[Speaker slides were not pre­sent­ed in the video recording]

Julia Angwin: Hi there. I am going to talk about some­thing that does­n’t sound like it should be at a tech con­fer­ence, but is. So I want tell you about what I’ve learned about for­give­ness in my stud­ies of algo­rith­mic account­abil­i­ty. But I’m going to start with a lit­tle bit of just a small his­to­ry of me and my own expe­ri­ence that I think will be relevant.

So, this is me. I grew up in Silicon Valley, in Palo Alto, at a time when the per­son­al com­put­er was real­ly excit­ing. This is my first com­put­er. And I thought I would be a pro­gram­mer when I grew up. I actu­al­ly did­n’t know there were any choic­es oth­er than hard­ware or soft­ware. I thought like, you pick one and then you’re cool. And I was like soft­ware seemed more inter­est­ing. So I was study­ing to do that. And I took a wrong turn some­how and I fell in love with jour­nal­ism, my col­lege news­pa­per, and thought well, I’ll just do this for a lit­tle while, it seems fun.
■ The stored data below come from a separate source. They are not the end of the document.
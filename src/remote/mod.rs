//! # Remote Service Client
//!
//! Talks to the remote compute service the bridge reports into.
//!
//! ## Endpoints
//!
//! 1. **Health** — `GET /health`, 200 means the service is up.
//! 2. **Storage** — `POST /data/{key}` with a `text/plain` body stores a value;
//!    `GET /data/{key}` reads it back.
//! 3. **Crypto** — `POST /crypto` with `{"operation", "data"?, "length"?}`
//!    returns `{"success", "data": {"result", ...}}`.
//!
//! ## Usage
//!
//! ```rust,ignore
//! let client = RemoteClient::new("http://localhost:5000", Duration::from_secs(5))?;
//! if client.check_health().await {
//!     client.store_data("rust_message", "[1, 2, 3]_2024-01-01 00:00:00").await;
//! }
//! ```

pub mod client;
pub mod types;

pub use client::RemoteClient;
pub use types::{CryptoOperation, CryptoPayload, CryptoRequest, CryptoResult, RemoteError, StoredValue};
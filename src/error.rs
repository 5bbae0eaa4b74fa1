//! Crate-level error type.
//!
//! Only configuration problems and the startup health probe surface as
//! [`BridgeError`]. Failures of individual remote calls inside the running
//! loop are values ([`crate::remote::RemoteError`]) and never reach this type.

use std::path::PathBuf;

use thiserror::Error;

/// Errors that stop the bridge before (or instead of) entering its loop.
#[derive(Debug, Error)]
pub enum BridgeError {
    /// A configuration field failed validation.
    #[error("invalid configuration: {field} {reason}")]
    InvalidConfig { field: &'static str, reason: String },

    /// The configuration file could not be read.
    #[error("cannot read config file {}: {source}", .path.display())]
    ConfigRead {
        path: PathBuf,
        #[source]
        source: std::io::Error,
    },

    /// The configuration file is not valid TOML for [`crate::config::BridgeConfig`].
    #[error("cannot parse config file {}: {source}", .path.display())]
    ConfigParse {
        path: PathBuf,
        #[source]
        source: toml::de::Error,
    },

    /// The initial health probe did not return 200.
    #[error("remote service is not available at {url}")]
    ServiceUnavailable { url: String },

    /// The HTTP client could not be constructed.
    #[error("cannot build HTTP client: {0}")]
    Client(String),
}

impl BridgeError {
    pub(crate) fn invalid(field: &'static str, reason: impl Into<String>) -> Self {
        BridgeError::InvalidConfig {
            field,
            reason: reason.into(),
        }
    }

    /// Process exit code for this error.
    ///
    /// An unreachable remote service exits with `1`; configuration and setup
    /// problems exit with `2`.
    pub fn exit_code(&self) -> u8 {
        match self {
            BridgeError::ServiceUnavailable { .. } => 1,
            _ => 2,
        }
    }
}

pub type Result<T> = std::result::Result<T, BridgeError>;
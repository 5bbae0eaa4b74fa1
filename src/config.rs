//! Bridge configuration.
//!
//! Values come from the built-in defaults, then an optional TOML file, then
//! command-line overrides. [`BridgeConfig::validate`] runs before anything is
//! constructed from the result.

use std::path::Path;
use std::time::Duration;

use serde::{Deserialize, Serialize};

use crate::error::{BridgeError, Result};
use crate::registers::{WordOrder, DEFAULT_REGISTER_COUNT};

/// Runtime configuration of the bridge.
///
/// ```toml
/// base_url = "http://localhost:5000"
/// register_count = 10
/// tick_interval_secs = 2
/// http_timeout_secs = 5
/// source = "rust"
/// word_order = "high-first"
/// ```
#[derive(Debug, Clone, PartialEq, Eq, Serialize, Deserialize)]
#[serde(default, deny_unknown_fields)]
pub struct BridgeConfig {
    /// Base URL of the remote service.
    pub base_url: String,
    /// Number of simulated registers, including the sentinel pair.
    pub register_count: usize,
    /// Seconds between simulation ticks.
    pub tick_interval_secs: u64,
    /// Per-request timeout in seconds.
    pub http_timeout_secs: u64,
    /// Label prefixed to the storage key (`<source>_message`).
    pub source: String,
    /// Word order of the sentinel register pair.
    pub word_order: WordOrder,
    /// Fixed seed for the register generator; entropy when absent.
    pub seed: Option<u64>,
    /// Read each stored report back and log whether it round-tripped.
    pub verify_store: bool,
    /// Stop after this many ticks; `0` runs until interrupted.
    pub max_cycles: u64,
}

impl Default for BridgeConfig {
    fn default() -> Self {
        Self {
            base_url: "http://localhost:5000".to_string(),
            register_count: DEFAULT_REGISTER_COUNT,
            tick_interval_secs: 2,
            http_timeout_secs: 5,
            source: "rust".to_string(),
            word_order: WordOrder::HighFirst,
            seed: None,
            verify_store: false,
            max_cycles: 0,
        }
    }
}

impl BridgeConfig {
    /// Parse a configuration from TOML text. Missing fields take defaults.
    pub fn from_toml_str(text: &str, path: &Path) -> Result<Self> {
        toml::from_str(text).map_err(|source| BridgeError::ConfigParse {
            path: path.to_path_buf(),
            source,
        })
    }

    /// Load a configuration file.
    pub fn load(path: &Path) -> Result<Self> {
        let text = std::fs::read_to_string(path).map_err(|source| BridgeError::ConfigRead {
            path: path.to_path_buf(),
            source,
        })?;
        Self::from_toml_str(&text, path)
    }

    /// Check every field; the first violation is returned.
    pub fn validate(&self) -> Result<()> {
        let url = reqwest::Url::parse(&self.base_url)
            .map_err(|e| BridgeError::invalid("base_url", format!("{e}: {}", self.base_url)))?;
        if !matches!(url.scheme(), "http" | "https") {
            return Err(BridgeError::invalid(
                "base_url",
                format!("scheme must be http or https, got {}", url.scheme()),
            ));
        }
        if self.register_count < 2 {
            return Err(BridgeError::invalid(
                "register_count",
                format!("must be at least 2, got {}", self.register_count),
            ));
        }
        if self.tick_interval_secs == 0 {
            return Err(BridgeError::invalid("tick_interval_secs", "must be positive"));
        }
        if self.http_timeout_secs == 0 {
            return Err(BridgeError::invalid("http_timeout_secs", "must be positive"));
        }
        if !is_path_token(&self.source) {
            return Err(BridgeError::invalid(
                "source",
                format!("must be a non-empty [A-Za-z0-9_-] token, got {:?}", self.source),
            ));
        }
        Ok(())
    }

    pub fn tick_interval(&self) -> Duration {
        Duration::from_secs(self.tick_interval_secs)
    }

    pub fn http_timeout(&self) -> Duration {
        Duration::from_secs(self.http_timeout_secs)
    }

    /// Storage key every report is written under.
    pub fn storage_key(&self) -> String {
        format!("{}_message", self.source)
    }
}

fn is_path_token(s: &str) -> bool {
    !s.is_empty()
        && s
            .chars()
            .all(|c| c.is_ascii_alphanumeric() || c == '_' || c == '-')
}
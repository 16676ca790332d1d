//! Simple strategy - template matching against the closest retrieved example
//!
//! Cheapest policy: retrieve a few high-similarity examples and generate by
//! adapting the best match to the request.

use std::sync::Arc;

use async_trait::async_trait;
use tracing::debug;

use crate::backends::{BackendError, DocumentIndex, RetrievedDocument, TextGenerator};
use crate::config::GeneratorConfig;
use crate::domain::ContentRequest;

use super::prompts::{artifact_instruction, context_block};
use super::{GenerationStrategy, Strategy};

pub struct SimpleStrategy {
    generator: Arc<dyn TextGenerator>,
    index: Arc<dyn DocumentIndex>,
    max_tokens: u32,
    temperature: f64,
}

impl SimpleStrategy {
    pub fn new(generator: Arc<dyn TextGenerator>, index: Arc<dyn DocumentIndex>, config: &GeneratorConfig) -> Self {
        Self {
            generator,
            index,
            max_tokens: config.max_tokens,
            // Template adaptation wants low variance
            temperature: (config.temperature * 0.5).min(0.3),
        }
    }
}

#[async_trait]
impl GenerationStrategy for SimpleStrategy {
    fn name(&self) -> Strategy {
        Strategy::Simple
    }

    async fn retrieve(&self, query: &str, artifact: &str, top_k: usize) -> Result<Vec<RetrievedDocument>, BackendError> {
        debug!(%query, artifact, top_k, "SimpleStrategy::retrieve: called");
        self.index.search(query, artifact, top_k).await
    }

    async fn generate(
        &self,
        query: &str,
        docs: &[RetrievedDocument],
        artifact: &str,
        request: &ContentRequest,
        extra_context: Option<&str>,
    ) -> Result<String, BackendError> {
        debug!(%query, artifact, doc_count = docs.len(), "SimpleStrategy::generate: called");
        let mut prompt = artifact_instruction(artifact, request);

        // Only the single best match drives template adaptation
        if let Some(best) = docs.first() {
            prompt.push_str("\n\nGunakan contoh berikut sebagai pola, sesuaikan dengan topik yang diminta:\n");
            prompt.push_str(&best.content);
        }
        prompt.push_str(&context_block(extra_context));

        self.generator
            .generate(&prompt, &request.model, self.max_tokens, self.temperature)
            .await
    }
}

#[cfg(test)]
mod tests {
    use super::*;
    use crate::backends::client::mock::{FixtureIndex, MockGenerator};

    fn request() -> ContentRequest {
        ContentRequest {
            teacher: "Bu Sari".to_string(),
            school: "SMA 1".to_string(),
            subject: "matematika".to_string(),
            grade: 10,
            phase: "E".to_string(),
            topic: "aljabar linear".to_string(),
            sub_topic: String::new(),
            time_allocation: 90,
            model: String::new(),
            primary: None,
            secondary: None,
        }
    }

    #[tokio::test]
    async fn test_retrieve_delegates_to_index() {
        let strategy = SimpleStrategy::new(
            Arc::new(MockGenerator::new(vec![])),
            Arc::new(FixtureIndex::new(vec![
                RetrievedDocument::new("CP contoh", "corpus", 0.92),
                RetrievedDocument::new("CP lain", "corpus", 0.85),
            ])),
            &GeneratorConfig::default(),
        );

        let docs = strategy.retrieve("matematika aljabar", "cp", 1).await.unwrap();
        assert_eq!(docs.len(), 1);
        assert_eq!(docs[0].content, "CP contoh");
    }

    #[tokio::test]
    async fn test_generate_uses_generator() {
        let strategy = SimpleStrategy::new(
            Arc::new(MockGenerator::new(vec!["Peserta didik mampu ...".to_string()])),
            Arc::new(FixtureIndex::empty()),
            &GeneratorConfig::default(),
        );

        let docs = vec![RetrievedDocument::new("CP contoh", "corpus", 0.92)];
        let text = strategy
            .generate("matematika aljabar", &docs, "cp", &request(), None)
            .await
            .unwrap();
        assert_eq!(text, "Peserta didik mampu ...");
    }

    #[tokio::test]
    async fn test_generate_works_with_zero_docs() {
        let strategy = SimpleStrategy::new(
            Arc::new(MockGenerator::new(vec!["CP tanpa referensi".to_string()])),
            Arc::new(FixtureIndex::empty()),
            &GeneratorConfig::default(),
        );

        let text = strategy.generate("q", &[], "cp", &request(), None).await.unwrap();
        assert_eq!(text, "CP tanpa referensi");
    }
}
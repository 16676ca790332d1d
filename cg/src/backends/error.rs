//! Backend collaborator errors

use std::time::Duration;
use thiserror::Error;

/// Errors from external collaborators (generation, retrieval, live search)
#[derive(Debug, Error)]
pub enum BackendError {
    #[error("Rate limited, retry after {retry_after:?}")]
    RateLimited { retry_after: Duration },

    #[error("API error {status}: {message}")]
    ApiError { status: u16, message: String },

    #[error("Network error: {0}")]
    Network(#[from] reqwest::Error),

    #[error("Invalid response: {0}")]
    InvalidResponse(String),

    #[error("Timeout after {0:?}")]
    Timeout(Duration),

    #[error("JSON serialization error: {0}")]
    Json(#[from] serde_json::Error),
}

impl BackendError {
    /// Check if this error is retryable
    pub fn is_retryable(&self) -> bool {
        match self {
            BackendError::RateLimited { .. } => true,
            BackendError::ApiError { status, .. } => *status >= 500,
            BackendError::Network(_) => true,
            BackendError::Timeout(_) => true,
            BackendError::InvalidResponse(_) => false,
            BackendError::Json(_) => false,
        }
    }
}

#[cfg(test)]
mod tests {
    use super::*;

    #[test]
    fn test_retryable_classification() {
        assert!(BackendError::ApiError {
            status: 503,
            message: "unavailable".to_string()
        }
        .is_retryable());
        assert!(!BackendError::ApiError {
            status: 401,
            message: "unauthorized".to_string()
        }
        .is_retryable());
        assert!(!BackendError::InvalidResponse("empty choices".to_string()).is_retryable());
    }
}
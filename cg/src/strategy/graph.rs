//! Graph strategy - relation-centric generation
//!
//! For requests with relational intent, the reference snippets are mined
//! for concept co-occurrence pairs and the prompt asks the generator to
//! make those relations explicit in the artifact.

use std::collections::HashSet;
use std::sync::Arc;

use async_trait::async_trait;
use tracing::debug;

use crate::backends::{BackendError, DocumentIndex, RetrievedDocument, TextGenerator};
use crate::config::GeneratorConfig;
use crate::domain::ContentRequest;

use super::prompts::{artifact_instruction, context_block, reference_block};
use super::{GenerationStrategy, Strategy};

/// Stop words skipped during concept extraction
const CONNECTIVES: [&str; 8] = ["dan", "atau", "dengan", "terhadap", "pada", "dari", "ke", "untuk"];

/// Cap on relation lines injected into the prompt
const MAX_RELATIONS: usize = 10;

pub struct GraphStrategy {
    generator: Arc<dyn TextGenerator>,
    index: Arc<dyn DocumentIndex>,
    max_tokens: u32,
    temperature: f64,
}

impl GraphStrategy {
    pub fn new(generator: Arc<dyn TextGenerator>, index: Arc<dyn DocumentIndex>, config: &GeneratorConfig) -> Self {
        Self {
            generator,
            index,
            max_tokens: config.max_tokens,
            temperature: config.temperature,
        }
    }

    /// Extract adjacent-concept pairs from query and snippets
    ///
    /// A lightweight approximation of a concept graph: consecutive
    /// non-connective tokens form a relation edge.
    fn extract_relations(query: &str, docs: &[RetrievedDocument]) -> Vec<(String, String)> {
        let mut relations = Vec::new();
        let mut seen = HashSet::new();

        let mut texts = vec![query.to_string()];
        texts.extend(docs.iter().map(|d| d.content.clone()));

        for text in texts {
            let concepts: Vec<String> = text
                .split_whitespace()
                .map(|w| w.trim_matches(|c: char| !c.is_alphanumeric()).to_lowercase())
                .filter(|w| w.len() > 2 && !CONNECTIVES.contains(&w.as_str()))
                .collect();

            for pair in concepts.windows(2) {
                let key = format!("{}|{}", pair[0], pair[1]);
                if seen.insert(key) {
                    relations.push((pair[0].clone(), pair[1].clone()));
                    if relations.len() >= MAX_RELATIONS {
                        return relations;
                    }
                }
            }
        }

        relations
    }
}

#[async_trait]
impl GenerationStrategy for GraphStrategy {
    fn name(&self) -> Strategy {
        Strategy::Graph
    }

    async fn retrieve(&self, query: &str, artifact: &str, top_k: usize) -> Result<Vec<RetrievedDocument>, BackendError> {
        debug!(%query, artifact, top_k, "GraphStrategy::retrieve: called");
        self.index.search(query, artifact, top_k).await
    }

    async fn generate(
        &self,
        query: &str,
        docs: &[RetrievedDocument],
        artifact: &str,
        request: &ContentRequest,
        extra_context: Option<&str>,
    ) -> Result<String, BackendError> {
        debug!(%query, artifact, doc_count = docs.len(), "GraphStrategy::generate: called");
        let relations = Self::extract_relations(query, docs);

        let mut prompt = artifact_instruction(artifact, request);
        if !relations.is_empty() {
            prompt.push_str("\n\nHubungan antar konsep yang harus dijelaskan secara eksplisit:\n");
            for (a, b) in &relations {
                prompt.push_str(&format!("- {} <-> {}\n", a, b));
            }
        }
        prompt.push_str(&reference_block(docs));
        prompt.push_str(&context_block(extra_context));

        self.generator
            .generate(&prompt, &request.model, self.max_tokens, self.temperature)
            .await
    }
}
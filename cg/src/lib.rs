//! Curricula - CP/ATP generation decision engine
//!
//! Turns a teacher's curriculum request into two artifacts - a Capaian
//! Pembelajaran (CP, competency statement) and an Alur Tujuan Pembelajaran
//! (ATP, learning objective sequence) - by scoring the request, selecting
//! one of four generation strategies, gating the result on confidence, and
//! refining it through bounded user-validation cycles.
//!
//! # Modules
//!
//! - [`domain`] - requests, analyses, sessions, and results
//! - [`scoring`] - complexity factors, suitability scores, strategy selection
//! - [`strategy`] - the four generation strategies behind one trait
//! - [`generation`] - per-artifact generation coordination
//! - [`quality`] - the confidence gate and adaptive re-routing
//! - [`refine`] - bounded feedback-driven refinement
//! - [`session`] - session store actor, slots, and the state machine
//! - [`backends`] - collaborator traits and the OpenAI-compatible client
//! - [`events`] - broadcast event bus and JSONL event logging
//! - [`config`] - thresholds, weights, and limits from YAML

pub mod backends;
pub mod cli;
pub mod config;
pub mod domain;
pub mod events;
pub mod generation;
pub mod quality;
pub mod refine;
pub mod scoring;
pub mod session;
pub mod strategy;

// Re-export commonly used types
pub use config::{Config, GeneratorConfig, ScoreWeights, SessionLimits, Thresholds};
pub use domain::{
    ContentRequest, FinalResult, GenerationResult, Session, SessionStatus, TaskAnalysis, ValidationFeedback,
};
pub use events::{EventBus, EventEmitter, SessionEvent, create_event_bus, spawn_event_logger};
pub use generation::GenerationCoordinator;
pub use quality::{QualityMonitor, QualityReport};
pub use refine::{FeedbackClassifier, KeywordClassifier, RefinementLoop};
pub use scoring::{ScoringEngine, StrategySelector};
pub use session::{SessionError, SessionStateMachine, SessionStatusReport, SessionStore};
pub use strategy::{GenerationStrategy, Strategy, StrategySet};
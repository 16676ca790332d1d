//! Engine configuration types and loading

use eyre::{Context, Result};
use serde::{Deserialize, Serialize};
use std::fs;
use std::path::{Path, PathBuf};

/// Main engine configuration
#[derive(Debug, Clone, Default, Serialize, Deserialize)]
#[serde(default)]
pub struct Config {
    /// Decision thresholds
    pub thresholds: Thresholds,

    /// Scoring formula weights
    pub weights: ScoreWeights,

    /// Session lifecycle limits
    pub sessions: SessionLimits,

    /// Text-generation backend settings
    pub generator: GeneratorConfig,
}

impl Config {
    /// Load configuration with fallback chain
    pub fn load(config_path: Option<&PathBuf>) -> Result<Self> {
        // If explicit config path provided, try to load it
        if let Some(path) = config_path {
            return Self::load_from_file(path).context(format!("Failed to load config from {}", path.display()));
        }

        // Try project-local config: .curricula.yml
        let local_config = PathBuf::from(".curricula.yml");
        if local_config.exists() {
            match Self::load_from_file(&local_config) {
                Ok(config) => return Ok(config),
                Err(e) => {
                    tracing::warn!("Failed to load config from {}: {}", local_config.display(), e);
                }
            }
        }

        // Try user config: ~/.config/curricula/curricula.yml
        if let Some(config_dir) = dirs::config_dir() {
            let user_config = config_dir.join("curricula").join("curricula.yml");
            if user_config.exists() {
                match Self::load_from_file(&user_config) {
                    Ok(config) => return Ok(config),
                    Err(e) => {
                        tracing::warn!("Failed to load config from {}: {}", user_config.display(), e);
                    }
                }
            }
        }

        // No config file found, use defaults
        tracing::info!("No config file found, using defaults");
        Ok(Self::default())
    }

    fn load_from_file<P: AsRef<Path>>(path: P) -> Result<Self> {
        let content = fs::read_to_string(&path).context("Failed to read config file")?;

        let config: Self = serde_yaml::from_str(&content).context("Failed to parse config file")?;

        tracing::info!("Loaded config from: {}", path.as_ref().display());
        Ok(config)
    }
}

/// Decision thresholds for strategy selection and quality gating
#[derive(Debug, Clone, Serialize, Deserialize)]
#[serde(default)]
pub struct Thresholds {
    /// Minimum template-matching score to select Simple
    pub simple: f64,

    /// Minimum graph score to select Graph
    pub graph: f64,

    /// Minimum advanced score to select Advanced
    pub advanced: f64,

    /// Overall confidence below this triggers re-routing
    #[serde(rename = "overall-confidence")]
    pub overall_confidence: f64,

    /// Decision confidence below this routes through iterative refinement
    #[serde(rename = "refinement-path")]
    pub refinement_path: f64,
}

impl Default for Thresholds {
    fn default() -> Self {
        Self {
            simple: 0.85,
            graph: 0.5,
            advanced: 0.6,
            overall_confidence: 0.8,
            refinement_path: 0.7,
        }
    }
}

/// Weights for the three suitability formulas
#[derive(Debug, Clone, Serialize, Deserialize)]
#[serde(default)]
pub struct ScoreWeights {
    /// Template matching: [mean-similarity, top-margin]
    pub template: [f64; 2],

    /// Advanced: [length, entities, dispersion, specificity]
    pub advanced: [f64; 4],

    /// Graph: [relational-density, concept-density, relational-intent]
    pub graph: [f64; 3],
}

impl Default for ScoreWeights {
    fn default() -> Self {
        Self {
            template: [0.8, 0.2],
            advanced: [0.3, 0.25, 0.25, 0.2],
            graph: [0.4, 0.4, 0.2],
        }
    }
}

/// Session lifecycle limits
#[derive(Debug, Clone, Serialize, Deserialize)]
#[serde(default)]
pub struct SessionLimits {
    /// Maximum simultaneously processing sessions
    #[serde(rename = "max-concurrent")]
    pub max_concurrent: usize,

    /// Maximum refinement iterations before fail-open acceptance
    #[serde(rename = "max-refinement-iterations")]
    pub max_refinement_iterations: u32,

    /// Session time-to-live in hours
    #[serde(rename = "ttl-hours")]
    pub ttl_hours: i64,

    /// Expiry sweep interval in seconds
    #[serde(rename = "sweep-interval-secs")]
    pub sweep_interval_secs: u64,
}

impl Default for SessionLimits {
    fn default() -> Self {
        Self {
            max_concurrent: 5,
            max_refinement_iterations: 3,
            ttl_hours: 24,
            sweep_interval_secs: 3600,
        }
    }
}

/// Text-generation backend settings
#[derive(Debug, Clone, Serialize, Deserialize)]
#[serde(default)]
pub struct GeneratorConfig {
    /// API base URL (OpenAI-compatible)
    #[serde(rename = "base-url")]
    pub base_url: String,

    /// Model identifier
    pub model: String,

    /// Environment variable containing the API key
    #[serde(rename = "api-key-env")]
    pub api_key_env: String,

    /// Maximum tokens per response
    #[serde(rename = "max-tokens")]
    pub max_tokens: u32,

    /// Sampling temperature
    pub temperature: f64,

    /// Request timeout in milliseconds
    #[serde(rename = "timeout-ms")]
    pub timeout_ms: u64,
}

impl Default for GeneratorConfig {
    fn default() -> Self {
        Self {
            base_url: "https://api.openai.com/v1".to_string(),
            model: "gpt-4o-mini".to_string(),
            api_key_env: "OPENAI_API_KEY".to_string(),
            max_tokens: 2048,
            temperature: 0.7,
            timeout_ms: 120_000,
        }
    }
}

#[cfg(test)]
mod tests {
    use super::*;

    #[test]
    fn test_default_config() {
        let config = Config::default();

        assert_eq!(config.thresholds.simple, 0.85);
        assert_eq!(config.thresholds.graph, 0.5);
        assert_eq!(config.thresholds.advanced, 0.6);
        assert_eq!(config.sessions.max_concurrent, 5);
        assert_eq!(config.sessions.max_refinement_iterations, 3);
        assert_eq!(config.sessions.ttl_hours, 24);
    }

    #[test]
    fn test_deserialize_config() {
        let yaml = r#"
thresholds:
  simple: 0.9
  graph: 0.45
  advanced: 0.65
  overall-confidence: 0.75

sessions:
  max-concurrent: 3
  max-refinement-iterations: 5
  ttl-hours: 12

generator:
  model: gpt-4o
  max-tokens: 4096
"#;

        let config: Config = serde_yaml::from_str(yaml).unwrap();

        assert_eq!(config.thresholds.simple, 0.9);
        assert_eq!(config.thresholds.overall_confidence, 0.75);
        assert_eq!(config.sessions.max_concurrent, 3);
        assert_eq!(config.sessions.ttl_hours, 12);
        assert_eq!(config.generator.model, "gpt-4o");
    }

    #[test]
    fn test_partial_config_uses_defaults() {
        let yaml = r#"
thresholds:
  simple: 0.8
"#;

        let config: Config = serde_yaml::from_str(yaml).unwrap();

        // Specified value
        assert_eq!(config.thresholds.simple, 0.8);

        // Defaults for unspecified
        assert_eq!(config.thresholds.graph, 0.5);
        assert_eq!(config.weights.template, [0.8, 0.2]);
        assert_eq!(config.sessions.max_concurrent, 5);
    }

    #[test]
    fn test_load_from_explicit_path() {
        let dir = tempfile::tempdir().unwrap();
        let path = dir.path().join("curricula.yml");
        std::fs::write(&path, "sessions:\n  max-concurrent: 2\n").unwrap();

        let config = Config::load(Some(&path)).unwrap();
        assert_eq!(config.sessions.max_concurrent, 2);
    }
}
So I end­ed up at The Wall Street Journal in 2000. They hired me to cov­er the Internet.” And I was like, Anything in par­tic­u­lar about the Internet?”

They were like, Nah. Just every­thing. You seem like you know computers.”

So I was like okay, that sounds like a great assign­ment. So I spent thir­teen years there cov­er­ing tech­nol­o­gy. And I was in the New York office so I had the weird angle of most­ly cov­er­ing the AOL-Time Warner merger.

So I want to talk about what I learned about for­give­ness in my time as a reporter. So, for four­teen years, I was cov­er­ing tech­nol­o­gy for The Wall Street Journal. I wrote a lot of sto­ries, right. Most of them weren’t that inter­est­ing, but some of them were. One of the biggest sto­ries I worked on was the AOL-Time Warner merg­er, because AOL was a tech com­pa­ny” of its time. And that merg­er con­sumed ten years of my life. 

And real­ly, as you prob­a­bly all may remem­ber it was based on account­ing fraud, right. Like they were they were actu­al­ly doing this crazy thing. AOL, they had like a cafeteria—they would ask the guys to pro­vide the cafe­te­ria ser­vices at AOL. And instead of pay­ing them, they would say, We’re going to pay you dou­ble and then you buy ads.” And that was the game. That’s how they got all this ad rev­enue. Because Wall Street was only valu­ing on ad rev­enue, not on profit.

So that was fun times. And in the end I think they paid a $300 mil­lion fine. It was big sto­ry. I got to be part of a Pulitzer Prize win­ning team. Super good.

But, what’s weird is that of my report­ing there’s only two times where peo­ple that I wrote about went to jail. So, one was a spam­mer. So, this guy was a spammer—he was called the Buffalo Spammer. It was the ear­ly days of spam, so it was excit­ing. I went to his house and knocked on his door, talked to his moth­er, you know, etc. And as part of my report­ing and then additional…you know, the New York Attorney General charged him, and he actu­al­ly went to jail. He got the max­i­mum sen­tence of three and a half years.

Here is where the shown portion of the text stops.